Father Sosnowski was a priest from the town of Bysław. German SS and police forced a group of approximately 45 Poles to dig a mass grave in the forest. Before shooting them all, they permitted Father Sosnowski to administer last rites to the doomed men. The shooters were local ethnic Germans organized by the SS into ‘self-defense” militias whose declared purpose was to help secure areas behind the military front, but who actually engaged in implementing Nazi policy to eliminate Polish elites.

Victim -

Victim -

LEEUWARDEN, THE NETHERLANDS, CIRCA 1940


Eva (b.1932) and Abraham (b.1934) lived with their parents in the Dutch town of Leeuwarden. After the Germans occupied the Netherlands, Eva and Bram went into hiding at a farm in the Veluwe area of central Holland. Both children assumed false names to disguise themselves as non-Jews. They wrote letters to their parents, who had remained in hiding in Leeuwarden.

In February 1944, a Dutch civilian betrayed the children to the Germans. Eva and Bram were deported to Auschwitz where they were murdered on March 6, 1944. Their letters to their parents were discovered in the 1970s during a renovation of the building where their mother survived the Holocaust.

Survivor -

Survivor -

A man pretended to be Gestapo and a neighbor terrified Rosa's mother and drove her away long enough to steal all of her possessions, still they found a way to survive.

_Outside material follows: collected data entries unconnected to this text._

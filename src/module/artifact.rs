//! Artifact identity

use std::fmt;
use std::hash::{Hash, Hasher};

use chrono::{DateTime, Utc};
use serde::{Deserialize, Serialize};

use crate::module::id::ModuleRevisionId;

/// A published file of a module revision
///
/// Identity is the module revision plus (name, type, extension). The
/// publication date is carried along but never part of equality or hashing.
#[derive(Debug, Clone, Serialize, Deserialize)]
pub struct Artifact {
    pub module_revision_id: ModuleRevisionId,
    pub name: String,
    #[serde(rename = "type")]
    pub artifact_type: String,
    pub extension: String,
    pub publication: DateTime<Utc>,
}

impl Artifact {
    pub fn new(
        module_revision_id: ModuleRevisionId,
        name: impl Into<String>,
        artifact_type: impl Into<String>,
        extension: impl Into<String>,
        publication: DateTime<Utc>,
    ) -> Self {
        Self {
            module_revision_id,
            name: name.into(),
            artifact_type: artifact_type.into(),
            extension: extension.into(),
            publication,
        }
    }

    fn key(&self) -> (&ModuleRevisionId, &str, &str, &str) {
        (
            &self.module_revision_id,
            &self.name,
            &self.artifact_type,
            &self.extension,
        )
    }

    /// Canonical parts of the full identity, used to derive record keys
    pub(crate) fn identity_parts(&self) -> Vec<String> {
        let mut parts = self.module_revision_id.identity_parts();
        parts.push(self.name.clone());
        parts.push(self.artifact_type.clone());
        parts.push(self.extension.clone());
        parts
    }
}

impl PartialEq for Artifact {
    fn eq(&self, other: &Self) -> bool {
        self.key() == other.key()
    }
}

impl Eq for Artifact {}

impl Hash for Artifact {
    fn hash<H: Hasher>(&self, state: &mut H) {
        self.key().hash(state);
    }
}

impl fmt::Display for Artifact {
    fn fmt(&self, f: &mut fmt::Formatter<'_>) -> fmt::Result {
        write!(
            f,
            "{}!{}.{}({})",
            self.module_revision_id, self.name, self.extension, self.artifact_type
        )
    }
}
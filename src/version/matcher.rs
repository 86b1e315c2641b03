//! Version matching abstraction for revision constraints

use crate::module::ModuleDescriptor;

/// Trait for constraint-specific version matching logic
///
/// Each constraint family has its own rules:
/// - latest: `latest.integration` accepts the newest revision with at least that status
/// - sub revision: `1.+` accepts 1.0, 1.5.2, but not 2.0
/// - range: `[1.0,2.0)` accepts 1.0 up to but excluding 2.0
pub trait VersionMatcher: Send + Sync {
    /// Short name used in diagnostics
    fn name(&self) -> &'static str;

    /// Whether the revision token is a constraint rather than a concrete revision
    fn is_dynamic(&self, revision: &str) -> bool;

    /// Check if a concrete candidate revision satisfies the constraint
    fn accept(&self, constraint: &str, candidate: &str) -> bool;

    /// Whether `accept_descriptor` must be consulted for this constraint
    fn needs_descriptor(&self, _constraint: &str) -> bool {
        false
    }

    /// Check a candidate against metadata only available from its descriptor
    fn accept_descriptor(&self, _constraint: &str, _descriptor: &ModuleDescriptor) -> bool {
        true
    }
}
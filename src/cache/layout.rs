//! On-disk layout of the cache root
//!
//! Descriptors and artifacts follow configurable templates so the cache root
//! can double as a file repository. Mapping and origin records live under
//! hidden directories keyed by a digest of their full identity, which keeps
//! near-identical identities from sharing a file.

use std::path::{Path, PathBuf};

use crate::cache::pattern::{
    self, TOKEN_ARTIFACT, TOKEN_EXT, TOKEN_KEY, TOKEN_MODULE, TOKEN_ORGANISATION,
    TOKEN_QUALIFIER, TOKEN_REVISION, TOKEN_TYPE, Tokens,
};
use crate::error::CacheError;
use crate::module::id::digest_parts;
use crate::module::{Artifact, ModuleRevisionId};

pub const DEFAULT_DESCRIPTOR_PATTERN: &str =
    "[organisation]/[module]/[revision]/module(-[qualifier]).json";
pub const DEFAULT_ARTIFACT_PATTERN: &str =
    "[organisation]/[module]/[revision]/[type]s/[artifact](-[qualifier]).[ext]";

const MAPPING_PATTERN: &str = ".resolved/[organisation]/[module]/[key].json";
const ORIGIN_PATTERN: &str = ".origins/[organisation]/[module]/[revision]/[key].json";

#[derive(Debug, Clone, PartialEq, Eq)]
pub struct CacheLayout {
    pub descriptor_pattern: String,
    pub artifact_pattern: String,
}

impl Default for CacheLayout {
    fn default() -> Self {
        Self {
            descriptor_pattern: DEFAULT_DESCRIPTOR_PATTERN.to_string(),
            artifact_pattern: DEFAULT_ARTIFACT_PATTERN.to_string(),
        }
    }
}

impl CacheLayout {
    pub fn descriptor_path(&self, root: &Path, id: &ModuleRevisionId) -> Result<PathBuf, CacheError> {
        pattern::render(root, &self.descriptor_pattern, &module_tokens(id))
    }

    pub fn artifact_path(&self, root: &Path, artifact: &Artifact) -> Result<PathBuf, CacheError> {
        pattern::render(root, &self.artifact_pattern, &artifact_tokens(artifact))
    }

    /// Path of the (dynamic request, resolver) -> revision record
    pub fn mapping_path(
        &self,
        root: &Path,
        requested: &ModuleRevisionId,
        resolver_name: &str,
    ) -> Result<PathBuf, CacheError> {
        let mut parts = requested.identity_parts();
        parts.push(resolver_name.to_string());
        let mut tokens = module_tokens(requested);
        tokens.insert(TOKEN_KEY, digest_parts(parts.iter().map(String::as_str)));
        pattern::render(root, MAPPING_PATTERN, &tokens)
    }

    pub fn origin_path(&self, root: &Path, artifact: &Artifact) -> Result<PathBuf, CacheError> {
        let parts = artifact.identity_parts();
        let mut tokens = module_tokens(&artifact.module_revision_id);
        tokens.insert(TOKEN_KEY, digest_parts(parts.iter().map(String::as_str)));
        pattern::render(root, ORIGIN_PATTERN, &tokens)
    }
}

pub fn module_tokens(id: &ModuleRevisionId) -> Tokens {
    let mut tokens = Tokens::new();
    tokens.insert(TOKEN_ORGANISATION, id.organisation().to_string());
    tokens.insert(TOKEN_MODULE, id.name().to_string());
    tokens.insert(TOKEN_REVISION, id.revision.clone());
    tokens.insert(TOKEN_QUALIFIER, id.qualifier().unwrap_or_default());
    tokens
}

pub fn artifact_tokens(artifact: &Artifact) -> Tokens {
    let mut tokens = module_tokens(&artifact.module_revision_id);
    tokens.insert(TOKEN_ARTIFACT, artifact.name.clone());
    tokens.insert(TOKEN_TYPE, artifact.artifact_type.clone());
    tokens.insert(TOKEN_EXT, artifact.extension.clone());
    tokens
}

#[cfg(test)]
mod tests {
    use super::*;
    use crate::module::ModuleId;
    use chrono::Utc;

    fn mrid(revision: &str) -> ModuleRevisionId {
        ModuleRevisionId::new(ModuleId::new("org", "module"), revision)
    }

    #[test]
    fn descriptor_path_is_readable_for_plain_ids() {
        let path = CacheLayout::default()
            .descriptor_path(Path::new("/cache"), &mrid("1.1"))
            .unwrap();
        assert_eq!(path, Path::new("/cache/org/module/1.1/module.json"));
    }

    #[test]
    fn descriptor_path_separates_branches() {
        let layout = CacheLayout::default();
        let plain = layout.descriptor_path(Path::new("/c"), &mrid("1.1")).unwrap();
        let trunk = layout
            .descriptor_path(Path::new("/c"), &mrid("1.1").with_branch("trunk"))
            .unwrap();

        assert_ne!(plain, trunk);
        assert_eq!(plain.parent(), trunk.parent());
    }

    #[test]
    fn artifact_path_uses_type_directory() {
        let artifact = Artifact::new(mrid("1.1"), "module", "jar", "jar", Utc::now());
        let path = CacheLayout::default()
            .artifact_path(Path::new("/cache"), &artifact)
            .unwrap();
        assert_eq!(path, Path::new("/cache/org/module/1.1/jars/module.jar"));
    }

    #[test]
    fn mapping_path_depends_on_resolver() {
        let layout = CacheLayout::default();
        let latest = mrid("latest.integration");
        let a = layout.mapping_path(Path::new("/c"), &latest, "resolver1").unwrap();
        let b = layout.mapping_path(Path::new("/c"), &latest, "resolver2").unwrap();

        assert_ne!(a, b);
        assert!(a.starts_with("/c/.resolved/org/module"));
    }

    #[test]
    fn origin_path_does_not_collide_on_name_and_extension_split() {
        let layout = CacheLayout::default();
        let a = Artifact::new(mrid("1.0"), "a.b", "jar", "c", Utc::now());
        let b = Artifact::new(mrid("1.0"), "a", "jar", "b.c", Utc::now());

        assert_ne!(
            layout.origin_path(Path::new("/c"), &a).unwrap(),
            layout.origin_path(Path::new("/c"), &b).unwrap()
        );
    }

    #[test]
    fn mapping_path_accepts_range_constraints() {
        let path = CacheLayout::default()
            .mapping_path(Path::new("/c"), &mrid("[1.0,2.0)"), "local")
            .unwrap();
        assert!(path.starts_with("/c/.resolved/org/module"));
    }
}
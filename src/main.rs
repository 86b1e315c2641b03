use std::path::PathBuf;
use std::process::ExitCode;
use std::sync::Arc;

use anyhow::Context;
use chrono::Utc;
use clap::{Parser, Subcommand};
use tracing::debug;

use modcache::cache::{ArtifactOutcome, RepositoryCache};
use modcache::config::{self, CacheConfig};
use modcache::logging;
use modcache::module::{Artifact, DependencyDescriptor, ModuleId, ModuleRevisionId};
use modcache::resolver::{LocalStoreResolver, ResolutionSession};
use modcache::version::matchers::ChainVersionMatcher;

#[derive(Parser)]
#[command(name = "modcache")]
#[command(version, about = "Inspect and query a module resolution cache")]
struct Cli {
    /// Configuration file (JSON)
    #[arg(long, global = true)]
    config: Option<PathBuf>,

    /// Cache root, overriding the configuration
    #[arg(long, global = true)]
    root: Option<PathBuf>,

    /// Increase log verbosity
    #[arg(short, long, global = true, action = clap::ArgAction::Count)]
    verbose: u8,

    #[command(subcommand)]
    command: Command,
}

#[derive(Subcommand)]
enum Command {
    /// List organisations, modules of an organisation, or revisions of a module
    List {
        organisation: Option<String>,
        module: Option<String>,
    },
    /// Look up what the cache knows for a requested revision
    Find {
        organisation: String,
        module: String,
        revision: String,
        #[arg(long)]
        branch: Option<String>,
        /// Resolver whose resolved-revision mappings are consulted
        #[arg(long)]
        resolver: Option<String>,
        /// Treat entries older than their TTL as absent
        #[arg(long)]
        check_ttl: bool,
    },
    /// Print the recorded origin of an artifact
    Origin {
        organisation: String,
        module: String,
        revision: String,
        name: String,
        #[arg(value_name = "TYPE")]
        artifact_type: String,
        ext: String,
    },
    /// Check which declared artifacts of a cached revision are present
    Check {
        organisation: String,
        module: String,
        revision: String,
    },
}

fn load(cli: &Cli) -> anyhow::Result<CacheConfig> {
    let mut config = match &cli.config {
        Some(path) => config::load_config(path)?,
        None => CacheConfig::default(),
    };
    if let Some(root) = &cli.root {
        config.root = root.clone();
    }
    debug!("Configuration: {:?}", config);
    Ok(config)
}

fn mrid(organisation: &str, module: &str, revision: &str) -> ModuleRevisionId {
    ModuleRevisionId::new(ModuleId::new(organisation, module), revision)
}

fn run(cli: Cli) -> anyhow::Result<ExitCode> {
    let config = load(&cli)?;
    let cache = Arc::new(RepositoryCache::from_config(&config));
    let store = LocalStoreResolver::new(cache.clone(), Arc::new(ChainVersionMatcher::default()));

    match cli.command {
        Command::List {
            organisation: None, ..
        } => {
            for entry in store.list_organisations()? {
                println!("{}", entry);
            }
        }
        Command::List {
            organisation: Some(organisation),
            module: None,
        } => {
            for entry in store.list_modules(&organisation)? {
                println!("{}", entry);
            }
        }
        Command::List {
            organisation: Some(organisation),
            module: Some(module),
        } => {
            for entry in store.list_revisions(&ModuleId::new(organisation, module))? {
                println!("{}", entry);
            }
        }
        Command::Find {
            organisation,
            module,
            revision,
            branch,
            resolver,
            check_ttl,
        } => {
            let mut id = mrid(&organisation, &module, &revision);
            if let Some(branch) = branch {
                id = id.with_branch(branch);
            }
            let mut options = config.to_options().with_check_ttl(check_ttl);
            if let Some(resolver) = resolver {
                options = options.with_resolver_name(resolver);
            }

            match store.get_dependency(&DependencyDescriptor::new(id.clone()), &options, &ResolutionSession::new()) {
                Ok(Some(found)) => {
                    let resolved = found.revision();
                    println!(
                        "{} -> {} (status {}, resolved by {} at {})",
                        id,
                        resolved.id(),
                        resolved.descriptor().status,
                        resolved.resolver_name(),
                        resolved.resolved_at()
                    );
                }
                Ok(None) => println!("{} not found in cache", id),
                Err(e) if e.is_inconsistent() => {
                    eprintln!("{}", e);
                    return Ok(ExitCode::FAILURE);
                }
                Err(e) => return Err(e.into()),
            }
        }
        Command::Origin {
            organisation,
            module,
            revision,
            name,
            artifact_type,
            ext,
        } => {
            let artifact = Artifact::new(
                mrid(&organisation, &module, &revision),
                name,
                artifact_type,
                ext,
                Utc::now(),
            );
            let origin = cache.get_origin(&artifact)?;
            match origin.location() {
                Some(location) => println!(
                    "{} {} ({})",
                    artifact,
                    location,
                    if origin.is_local() == Some(true) { "local" } else { "remote" }
                ),
                None => println!("{} origin unknown", artifact),
            }
        }
        Command::Check {
            organisation,
            module,
            revision,
        } => {
            let id = mrid(&organisation, &module, &revision);
            let options = config.to_options().with_check_ttl(false);
            let resolved = cache
                .find_module_in_cache(&id, &options)?
                .with_context(|| format!("{} is not cached", id))?;

            let report = store.download(&resolved.descriptor().all_artifacts())?;
            for entry in report.iter() {
                match &entry.outcome {
                    ArtifactOutcome::Satisfied { local_file, size } => {
                        println!("{} ok {} bytes {}", entry.artifact, size, local_file.display())
                    }
                    ArtifactOutcome::Failed(reason) => println!("{} failed {:?}", entry.artifact, reason),
                }
            }
            if report.has_failures() {
                return Ok(ExitCode::FAILURE);
            }
        }
    }
    Ok(ExitCode::SUCCESS)
}

fn main() -> anyhow::Result<ExitCode> {
    let cli = Cli::parse();
    let _guard = logging::init_logging(cli.verbose, Some(&config::log_path()))?;
    run(cli)
}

Rosa (Binder) Sirota was born in 1933 in Lvov, Poland (today: L’viv, Ukraine). Her parents owned a grocery store; the family lived in an apartment behind the store. Rosa had a Catholic nanny and sometimes accompanied her to church. Rosa did not notice many changes after the Soviet Union invaded Poland. Shortly after the Germans invaded in 1941, her father was arrested, never to return. Betrayed by a neighbor, Rosa and her mother had to live in the Lvov ghetto. Eventually Rosa’s mother obtained false papers for them and arranged for a hiding place in the Ukrainian village of Ottyn’ovitse, approximately 30 miles from Lvov. Under these assumed Christian identities, mother and daughter survived the war.

Hero -

Hero -

Ona Simaite, a librarian at the university in Vilna, Lithuania (today: Vilnius), used her position to aid and rescue Jews in the local ghetto.

Entering the ghetto under the pretext of recovering library books from Jewish university students, she smuggled in food and other provisions and smuggled out literary and historical documents. In 1944, the Germans arrested and tortured Simaite. She was later deported to Dachau. Following her liberation, Simaite lived in France. She refused all honors for her wartime actions.